The paper titled, "Recasting Dilemma Zone Design as a Marginal Cost and Benefit Problem", by Anuj Sharma, Professor Darcy Bullock and Professor Srinivas Peeta received the 2007 Best Paper Award from the Traffic Signal Systems Committee of the Transportation Research Board. Anuj Sharma is a doctoral student being co-advised by Professor Darcy Bullock and Professor Srinivas Peeta.

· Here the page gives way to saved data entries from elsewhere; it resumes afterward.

use log::{debug, warn};

use crate::{
    buffer::input_event::InputEventKind,
    container::ContainerContract,
    handler::{
        error::HandlerError,
        handler_context::{Continuation, HandlerContext},
    },
    message::Message,
    proxy::error::ProxyError,
    types::{CorrelationId, InstanceId, Millis},
};

/// Timer and interval sub-proxy of one component.
///
/// Timer state lives in the container's handler registry; the proxy only
/// decides whether a firing runs now or is recorded downstream.
pub struct TimerProxy {
    instance_id: InstanceId,
    blocked: bool,
}

impl TimerProxy {
    pub fn new(instance_id: &str) -> Self {
        Self {
            instance_id: instance_id.to_string(),
            blocked: false,
        }
    }

    pub fn is_blocked(&self) -> bool {
        self.blocked
    }

    pub fn block(&mut self) {
        self.blocked = true;
    }

    pub fn unblock(&mut self) {
        self.blocked = false;
    }

    /// Arms a one-shot timer. Re-arming an identical context restarts it.
    pub fn set_timeout(
        &mut self,
        container: &mut dyn ContainerContract,
        context: HandlerContext,
        delay: Millis,
    ) -> CorrelationId {
        let due_at = container.now() + delay;
        container
            .handler_registry()
            .register(context, Continuation::Timeout { delay, due_at })
    }

    /// Arms a repeating timer. While blocked the interval is registered but
    /// not started; an interval-start event is recorded downstream instead.
    pub fn set_interval(
        &mut self,
        container: &mut dyn ContainerContract,
        context: HandlerContext,
        period: Millis,
    ) -> Result<CorrelationId, ProxyError> {
        if self.blocked {
            container
                .input_event_buffer()
                .push_downstream(context.clone(), InputEventKind::IntervalStart { period })?;
            let correlation_id = container.handler_registry().register(
                context,
                Continuation::Interval {
                    period,
                    next_at: None,
                },
            );
            debug!(
                "{}: interval {:#018x} deferred until unblock",
                self.instance_id, correlation_id
            );
            return Ok(correlation_id);
        }

        let next_at = Some(container.now() + period);
        Ok(container
            .handler_registry()
            .register(context, Continuation::Interval { period, next_at }))
    }

    /// Starts a registered interval's phase from the current clock
    pub fn start_interval(
        &mut self,
        container: &mut dyn ContainerContract,
        correlation_id: CorrelationId,
        period: Millis,
    ) -> Result<(), ProxyError> {
        let now = container.now();
        let record = container
            .handler_registry()
            .get_mut(correlation_id)
            .ok_or(HandlerError::NotFound { correlation_id })?;
        match &mut record.continuation {
            Continuation::Interval { next_at, .. } => {
                *next_at = Some(now + period);
                Ok(())
            }
            other => Err(HandlerError::WrongContinuation {
                correlation_id,
                expected: "interval",
                actual: other.kind_name(),
            }
            .into()),
        }
    }

    pub fn clear(&mut self, container: &mut dyn ContainerContract, correlation_id: CorrelationId) -> bool {
        container
            .handler_registry()
            .remove(correlation_id)
            .is_some()
    }

    /// Fires a due timer. A one-shot timer is consumed; an interval is
    /// rescheduled one period after its due time. While blocked the firing
    /// is recorded downstream instead of invoking the handler, and a firing
    /// the downstream log rejects leaves the timer armed as it was.
    pub fn fire(
        &mut self,
        container: &mut dyn ContainerContract,
        correlation_id: CorrelationId,
    ) -> Result<(), ProxyError> {
        let record = container.handler_registry().try_get(correlation_id)?.clone();

        let (kind, rescheduled) = match record.continuation {
            Continuation::Timeout { .. } => (InputEventKind::Timeout, None),
            Continuation::Interval {
                period,
                next_at: Some(due),
            } => (
                InputEventKind::IntervalTick,
                Some(Continuation::Interval {
                    period,
                    next_at: Some(due + period.max(1)),
                }),
            ),
            ref other => {
                return Err(HandlerError::WrongContinuation {
                    correlation_id,
                    expected: "started timer",
                    actual: other.kind_name(),
                }
                .into())
            }
        };

        if self.blocked {
            container
                .input_event_buffer()
                .push_downstream(record.context.clone(), kind)?;
        }

        match rescheduled {
            Some(continuation) => {
                if let Some(live) = container.handler_registry().get_mut(correlation_id) {
                    live.continuation = continuation;
                }
            }
            None => {
                container.handler_registry().remove(correlation_id);
            }
        }

        if self.blocked {
            return Ok(());
        }
        self.invoke(container, &record.context, correlation_id)
    }

    /// Runs a buffered firing. A tick whose interval was cleared since it was
    /// recorded is skipped.
    pub fn replay(
        &mut self,
        container: &mut dyn ContainerContract,
        context: &HandlerContext,
        kind: &InputEventKind,
    ) -> Result<(), ProxyError> {
        let correlation_id = context.correlation_id();
        match kind {
            InputEventKind::IntervalStart { period } => {
                self.start_interval(container, correlation_id, *period)
            }
            InputEventKind::IntervalTick => {
                if !container.handler_registry().contains(correlation_id) {
                    warn!(
                        "{}: dropping tick of cleared interval {:#018x}",
                        self.instance_id, correlation_id
                    );
                    return Ok(());
                }
                self.invoke(container, context, correlation_id)
            }
            InputEventKind::Timeout => self.invoke(container, context, correlation_id),
            _ => Ok(()),
        }
    }

    fn invoke(
        &self,
        container: &mut dyn ContainerContract,
        context: &HandlerContext,
        correlation_id: CorrelationId,
    ) -> Result<(), ProxyError> {
        let message = Message::from_args(&context.handler, &context.args);
        container.invoke_operation(&context.handler, &message, Some(correlation_id))?;
        Ok(())
    }
}
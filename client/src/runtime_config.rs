use std::default::Default;

use nomad_shared::BufferConfig;

/// Contains Config properties which will be used by a Runtime
#[derive(Clone)]
pub struct RuntimeConfig {
    /// Bounds every buffer that fills while traffic is blocked
    pub buffers: BufferConfig,
    /// Maximum rounds of effect processing after one external call. Effects
    /// that keep producing effects past this bound are left queued for the
    /// next call.
    pub max_pump_rounds: usize,
}

impl Default for RuntimeConfig {
    fn default() -> Self {
        Self {
            buffers: BufferConfig::default(),
            max_pump_rounds: 64,
        }
    }
}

One control objective at high speed isolated intersections is to provide safe phase transition by trying to minimize the occurrence of high speed vehicles in the dilemma zone, before terminating the phase. An upper limit for extending green (maximum green time) is used to avoid an indefinite extension of the main street green. Currently, the maximum green times are chosen using engineering judgment. This approach does not explicitly consider the tradeoffs between safety and delay and hence often results in both unsafe and inefficient performance at the intersection under medium to heavy traffic volumes. This paper recasts the dilemma problem as one of minimizing vehicles entering the upstream decision conflict zone (DCZ). An economic evaluation approach is proposed to maximize both safety and efficiency at the intersection by considering the problem in the terms of marginal costs and benefits. Traffic conflicts are used to estimate potential safety benefits and the induced delay cost is used to estimate the cost accrued on side street traffic that is associated with extending a competing phase. This approach allows the implementation of logic that minimizes DCZ exposure instead of the current approach of absolute protection up until maximum green time is reach, at which time no consideration is given to dilemma zone exposure when the phase is terminated. This approach handles efficiently and safely the periods of moderate demand volumes when current dilemma zone protection frequently encounters maximum green time exposure.